Back to Projects List
Discuss our experiences and thoughts on the DICOM SEG standard.
Compare notes, benchmarks, and experience with interoperability and performance of DICOM SEG instances across platforms. Evaluate the extent to which any observed performance issues are inherent in the format or simply inefficient implementations. Consider proposals to improve the standard to address any inherent issues.
Performed timings with various methods to load segmentations in Slicer
We had several conversations about the importance of DICOM for organizing derived data from quantitative analysis, conversations which underlined the point of defining efficient implementations.
In discussion with machine learning researchers, e.g. developers and users of tools like TotalSegmentator, the number of segments is set increase rapidly, perhaps doubling within months to 200 or more, and with over 1000 segments expected within a year.
Example code to load with pydicom-seg
vi Slicer 5.2.1 python console:
try:
import pydicom_seg
except ModuleNotFoundError:
pip_install("pydicom_seg")
import pydicom
import pydicom_seg
import SimpleITK as sitk
dcm = pydicom.dcmread('/Users/pieper/slicer/latest/pydicom-seg/ABD_LYMPH_008_SEG.dcm') # 19 seconds
reader = pydicom_seg.MultiClassReader()
result = reader.read(dcm)
image_data = result.data # directly available
image = result.image # lazy construction
sitk.WriteImage(image, '/tmp/segmentation.nrrd', True)
seg = slicer.util.loadSegmentation('/tmp/segmentation.nrrd')
for segmentID in seg.GetSegmentation().GetSegmentIDs():
segmentIndex = int(segmentID.split("_")[1])
description = result.segment_infos[segmentIndex].SegmentDescription
seg.GetSegmentation().GetSegment(segmentID).SetName(description)
The DICOM SEG standard has been around for several years and has been implemented as part of several tools in various languages:
While interoperability has generally been good, performance of these SEG implementation has in general been orders of magnitude slower than research formats (e.g. nii.gz, nrrd, or seg.nrrd) at supporting segmentation use cases such as using segmentation data for machine learning. For example, this notebook shows that decoding a TotalSegmentator result from DICOM SEG with approximately 100 segments can take several minutes and consume very large amounts of memory for a segmentation that takes less than a second to read from a research format.
Poor performance is due to at least two factors:
We are interested in how the benefits of DICOM (standardized encoding, rich metadata, coded concepts, etc) can coexist with efficient read-write performance for real-world use cases.
A DICOM SEG may contain many segments (elsewhere known as “classes” or “labels”).

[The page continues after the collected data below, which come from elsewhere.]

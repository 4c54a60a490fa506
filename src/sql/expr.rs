//! Expression AST - the core of SQL expression building.
//!
//! A strongly-typed AST with exhaustive serialization enforced by the
//! compiler, plus free-function constructors and the [`ExprExt`]
//! combinator trait for fluent predicate building.

use super::token::{Token, TokenStream};

// =============================================================================
// Expression AST
// =============================================================================

/// A SQL expression.
///
/// Every variant must be handled in `to_tokens()`.
#[derive(Debug, Clone, PartialEq)]
pub enum Expr {
    /// Column reference: optional_table.column
    Column {
        table: Option<String>,
        column: String,
    },

    /// Literal values
    Literal(Literal),

    /// Binary operation: left op right
    BinaryOp {
        left: Box<Expr>,
        op: BinaryOperator,
        right: Box<Expr>,
    },

    /// Function call: name(args...)
    Function {
        name: String,
        args: Vec<Expr>,
        distinct: bool,
    },

    /// Wildcard: * or table.*
    Star { table: Option<String> },

    /// Parenthesized expression
    Paren(Box<Expr>),

    /// Raw SQL fragment passed through without escaping.
    ///
    /// Used for predicate text the resolver already normalized. Never
    /// pass untrusted input here.
    Raw(String),
}

/// Literal values.
#[derive(Debug, Clone, PartialEq)]
pub enum Literal {
    Int(i64),
    Float(f64),
    String(String),
    Bool(bool),
    Null,
}

/// Binary operators.
#[derive(Debug, Clone, Copy, PartialEq, Eq)]
pub enum BinaryOperator {
    // Comparison
    Eq,
    Ne,
    Lt,
    Gt,
    Lte,
    Gte,
    // Logical
    And,
    Or,
    // Arithmetic
    Plus,
    Minus,
    Mul,
    Div,
}

// =============================================================================
// Expression to Tokens
// =============================================================================

impl Expr {
    /// Convert this expression to a token stream.
    pub fn to_tokens(&self) -> TokenStream {
        let mut ts = TokenStream::new();

        match self {
            Expr::Column { table, column } => {
                if let Some(t) = table {
                    ts.push(Token::Ident(t.clone()));
                    ts.push(Token::Dot);
                }
                ts.push(Token::Ident(column.clone()));
            }

            Expr::Literal(lit) => {
                ts.push(match lit {
                    Literal::Int(n) => Token::LitInt(*n),
                    Literal::Float(f) => Token::LitFloat(*f),
                    Literal::String(s) => Token::LitString(s.clone()),
                    Literal::Bool(b) => Token::LitBool(*b),
                    Literal::Null => Token::Null,
                });
            }

            Expr::BinaryOp { left, op, right } => {
                ts.append(&left.to_tokens());
                ts.space();
                ts.push(binary_op_to_token(*op));
                ts.space();
                ts.append(&right.to_tokens());
            }

            Expr::Function {
                name,
                args,
                distinct,
            } => {
                ts.push(Token::FunctionName(name.clone()));
                ts.lparen();
                if *distinct {
                    ts.push(Token::Distinct).space();
                }
                for (i, arg) in args.iter().enumerate() {
                    if i > 0 {
                        ts.comma().space();
                    }
                    ts.append(&arg.to_tokens());
                }
                ts.rparen();
            }

            Expr::Star { table } => {
                if let Some(t) = table {
                    ts.push(Token::Ident(t.clone()));
                    ts.push(Token::Dot);
                }
                ts.push(Token::Star);
            }

            Expr::Paren(inner) => {
                ts.lparen();
                ts.append(&inner.to_tokens());
                ts.rparen();
            }

            Expr::Raw(sql) => {
                ts.push(Token::Raw(sql.clone()));
            }
        }

        ts
    }

    /// Serialize directly to a SQL fragment.
    pub fn to_sql(&self) -> String {
        self.to_tokens().serialize()
    }
}

fn binary_op_to_token(op: BinaryOperator) -> Token {
    match op {
        BinaryOperator::Eq => Token::Eq,
        BinaryOperator::Ne => Token::Ne,
        BinaryOperator::Lt => Token::Lt,
        BinaryOperator::Gt => Token::Gt,
        BinaryOperator::Lte => Token::Lte,
        BinaryOperator::Gte => Token::Gte,
        BinaryOperator::And => Token::And,
        BinaryOperator::Or => Token::Or,
        BinaryOperator::Plus => Token::Plus,
        BinaryOperator::Minus => Token::Minus,
        BinaryOperator::Mul => Token::Mul,
        BinaryOperator::Div => Token::Div,
    }
}

// =============================================================================
// Constructors
// =============================================================================

/// Bare column reference.
pub fn col(name: &str) -> Expr {
    Expr::Column {
        table: None,
        column: name.into(),
    }
}

/// Qualified column reference: table.column.
pub fn table_col(table: &str, column: &str) -> Expr {
    Expr::Column {
        table: Some(table.into()),
        column: column.into(),
    }
}

pub fn lit_int(n: i64) -> Expr {
    Expr::Literal(Literal::Int(n))
}

pub fn lit_float(f: f64) -> Expr {
    Expr::Literal(Literal::Float(f))
}

pub fn lit_str(s: &str) -> Expr {
    Expr::Literal(Literal::String(s.into()))
}

pub fn lit_bool(b: bool) -> Expr {
    Expr::Literal(Literal::Bool(b))
}

pub fn lit_null() -> Expr {
    Expr::Literal(Literal::Null)
}

/// Wildcard: *
pub fn star() -> Expr {
    Expr::Star { table: None }
}

/// COUNT(expr)
pub fn count(expr: Expr) -> Expr {
    func("COUNT", vec![expr])
}

/// COUNT(*)
pub fn count_star() -> Expr {
    func("COUNT", vec![star()])
}

/// SUM(expr)
pub fn sum(expr: Expr) -> Expr {
    func("SUM", vec![expr])
}

/// AVG(expr)
pub fn avg(expr: Expr) -> Expr {
    func("AVG", vec![expr])
}

/// MIN(expr)
pub fn min(expr: Expr) -> Expr {
    func("MIN", vec![expr])
}

/// MAX(expr)
pub fn max(expr: Expr) -> Expr {
    func("MAX", vec![expr])
}

/// Generic function call.
pub fn func(name: &str, args: Vec<Expr>) -> Expr {
    Expr::Function {
        name: name.into(),
        args,
        distinct: false,
    }
}

/// Raw predicate fragment.
pub fn raw(sql: &str) -> Expr {
    Expr::Raw(sql.into())
}

// =============================================================================
// Combinators
// =============================================================================

/// Fluent combinators for building predicates.
pub trait ExprExt: Sized + Into<Expr> {
    fn binary(self, op: BinaryOperator, other: impl Into<Expr>) -> Expr {
        Expr::BinaryOp {
            left: Box::new(self.into()),
            op,
            right: Box::new(other.into()),
        }
    }

    fn eq(self, other: impl Into<Expr>) -> Expr {
        self.binary(BinaryOperator::Eq, other)
    }

    fn ne(self, other: impl Into<Expr>) -> Expr {
        self.binary(BinaryOperator::Ne, other)
    }

    fn gt(self, other: impl Into<Expr>) -> Expr {
        self.binary(BinaryOperator::Gt, other)
    }

    fn gte(self, other: impl Into<Expr>) -> Expr {
        self.binary(BinaryOperator::Gte, other)
    }

    fn lt(self, other: impl Into<Expr>) -> Expr {
        self.binary(BinaryOperator::Lt, other)
    }

    fn lte(self, other: impl Into<Expr>) -> Expr {
        self.binary(BinaryOperator::Lte, other)
    }

    fn and(self, other: impl Into<Expr>) -> Expr {
        self.binary(BinaryOperator::And, other)
    }

    fn or(self, other: impl Into<Expr>) -> Expr {
        self.binary(BinaryOperator::Or, other)
    }

    /// Attach an alias, producing a SELECT list item.
    fn alias(self, name: &str) -> super::query::SelectExpr {
        super::query::SelectExpr {
            expr: self.into(),
            alias: Some(name.into()),
        }
    }
}

impl ExprExt for Expr {}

But these segments are each stored in separate frames in the segmentation as multiple binary masks (0 or 1 everywhere). This is in contrast to many other formats that use a “label map” style encoding in which a single array contains many segments using pixel values to represent membership of a segment (i.e. pixel value 1 for segment 1, pixel value 2 for segment 2). Using separate frames does confer two important advantages over the label map approach:
However, this also comes at a steep cost for what is arguably the overwhelmingly common use case of non-overlapping non-fractional multi-segment segmentations. Especially in the case of a large number of segments (such as the TotalSegmentator mentioned above), this can lead to a very large number of frames and makes the memory/storage utilization much higher than would be necessary with a “label map” style. When you imagine doing instance segmentation of cells in a whole slide image, this becomes completely untenable.
It has been proposed that this could be solved relatively simply by adding a new Segmentation Type (e.g. “LABELED”) in addition to the existing “BINARY” and “FRACTIONAL”. This is not a formal proposal at this stage.
There is a highdicom draft implementation of what this could look like.
One issue is that currently SEGs images are limited to 8 bits per pixel, which would limit the number of segments representable in “LABELMAP” style to 255. This may not be high enough for some applications (e.g. instance segmentation). A proposal on “label map” encoding should consider whether this limitation should be relaxed.
Fractional segs are quantized and stored as integers. As mentioned above, the bits allocated is limited to a maximum of 8 currently. This means that fractional segmentations have limited precision and are quantized to 256 values, which is a lower level of precision than users would generally expect.
Even if it is encoded in labelmap representations, uncompressed data is inefficient for storing segmentation data. A typical nii.gz or .seg.nrrd file is compressed with gzip and can be 100 or more time smaller than the source data due to redundancy in the segmentation data (large areas of uniform segmentation or repeating patterns that can be more efficiently represented by short codes). DICOM currently offers some options for this like RLE, but as yet they have not be widely supported in currently used open source tools.
There are repeated reports of interoperability issues between segmentations created with highdicom and viewed in OHIF. See this issue.
Multiple users of highdicom have been asking for support for 2D+T files. This is possible but not straightforward due to the need to create a dimension organization methodology that includes time as a dimension. Due to time limitations this has not been a priority for highdicom but remains an open issue. See
A broader issue is whether these would be understood by viewing software unless the dimension organization method is standardized to some extent.